> Task details:
Work out how many lines in the listing below carry the word "returned". Give that number alone.

> Exercise inputs:
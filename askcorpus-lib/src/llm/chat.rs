use std::time::Duration;

use reqwest::StatusCode;
use serde::{Deserialize, Serialize};
use tracing::{debug, error, warn};

use crate::llm::Generator;
use crate::{Error, Result};

pub const DEFAULT_BASE_URL: &str = "https://api.groq.com/openai/v1";
pub const DEFAULT_MODEL: &str = "llama-3.1-8b-instant";

const RATE_LIMIT_BACKOFF: Duration = Duration::from_secs(1);

/// Blocking client for OpenAI-compatible chat-completions APIs.
///
/// Sends the prompt as a single user message. A rate-limited request is
/// retried once after a short pause; every other failure is returned as
/// [`Error::Generation`].
pub struct ChatCompletionsClient {
    http: reqwest::blocking::Client,
    base_url: String,
    api_key: String,
    model: String,
    max_tokens: u32,
    temperature: f32,
}

impl std::fmt::Debug for ChatCompletionsClient {
    fn fmt(&self, f: &mut std::fmt::Formatter<'_>) -> std::fmt::Result {
        f.debug_struct("ChatCompletionsClient")
            .field("base_url", &self.base_url)
            .field("model", &self.model)
            .field("api_key", &"<redacted>")
            .finish_non_exhaustive()
    }
}

#[derive(Serialize)]
struct ChatRequest<'a> {
    model: &'a str,
    messages: [ChatMessage<'a>; 1],
    max_tokens: u32,
    temperature: f32,
}

#[derive(Serialize)]
struct ChatMessage<'a> {
    role: &'a str,
    content: &'a str,
}

#[derive(Deserialize)]
struct ChatResponse {
    choices: Vec<ChatChoice>,
}

#[derive(Deserialize)]
struct ChatChoice {
    message: ChatReply,
}

#[derive(Deserialize)]
struct ChatReply {
    #[serde(default)]
    content: Option<String>,
}

enum Attempt {
    Done(String),
    RateLimited,
}

impl ChatCompletionsClient {
    /// Build a client for `base_url` (e.g. `https://api.groq.com/openai/v1`).
    ///
    /// # Errors
    /// Returns [`Error::Config`] for a blank API key or if the HTTP client
    /// cannot be constructed.
    pub fn new(
        base_url: impl Into<String>,
        api_key: impl Into<String>,
        model: impl Into<String>,
        timeout: Duration,
    ) -> Result<Self> {
        let api_key = api_key.into();
        if api_key.trim().is_empty() {
            return Err(Error::Config("language model API key is empty".to_string()));
        }

        let http = reqwest::blocking::Client::builder()
            .timeout(timeout)
            .build()
            .map_err(|e| Error::Config(format!("failed to build HTTP client: {e}")))?;

        Ok(Self {
            http,
            base_url: base_url.into().trim_end_matches('/').to_string(),
            api_key,
            model: model.into(),
            max_tokens: 1024,
            temperature: 0.2,
        })
    }

    #[must_use]
    pub fn with_max_tokens(mut self, max_tokens: u32) -> Self {
        self.max_tokens = max_tokens;
        self
    }

    #[must_use]
    pub fn with_temperature(mut self, temperature: f32) -> Self {
        self.temperature = temperature;
        self
    }

    #[must_use]
    pub fn model(&self) -> &str {
        &self.model
    }

    fn endpoint(&self) -> String {
        format!("{}/chat/completions", self.base_url)
    }

    fn request_body<'a>(&'a self, prompt: &'a str) -> ChatRequest<'a> {
        ChatRequest {
            model: &self.model,
            messages: [ChatMessage {
                role: "user",
                content: prompt,
            }],
            max_tokens: self.max_tokens,
            temperature: self.temperature,
        }
    }

    fn send(&self, prompt: &str) -> Result<Attempt> {
        let response = self
            .http
            .post(self.endpoint())
            .bearer_auth(&self.api_key)
            .json(&self.request_body(prompt))
            .send()
            .map_err(|e| Error::Generation(format!("request failed: {e}")))?;

        let status = response.status();
        if status == StatusCode::TOO_MANY_REQUESTS {
            return Ok(Attempt::RateLimited);
        }

        let text = response
            .text()
            .map_err(|e| Error::Generation(format!("failed to read response: {e}")))?;

        if !status.is_success() {
            error!(%status, body = %text, "chat completion request failed");
            return Err(Error::Generation(format!("provider returned status {status}")));
        }

        parse_reply(&text).map(Attempt::Done)
    }
}

impl Generator for ChatCompletionsClient {
    fn generate(&self, prompt: &str) -> Result<String> {
        debug!(model = %self.model, prompt_chars = prompt.len(), "requesting completion");
        match self.send(prompt)? {
            Attempt::Done(text) => Ok(text),
            Attempt::RateLimited => {
                warn!(model = %self.model, "rate limited, retrying in 1s");
                std::thread::sleep(RATE_LIMIT_BACKOFF);
                match self.send(prompt)? {
                    Attempt::Done(text) => Ok(text),
                    Attempt::RateLimited => Err(Error::Generation("provider rate limit exceeded".to_string())),
                }
            }
        }
    }
}

fn parse_reply(body: &str) -> Result<String> {
    let response: ChatResponse = serde_json::from_str(body)
        .map_err(|e| Error::Generation(format!("malformed completion response: {e}")))?;

    response
        .choices
        .into_iter()
        .next()
        .and_then(|c| c.message.content)
        .ok_or_else(|| Error::Generation("completion response had no content".to_string()))
}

> Exercise solution:
2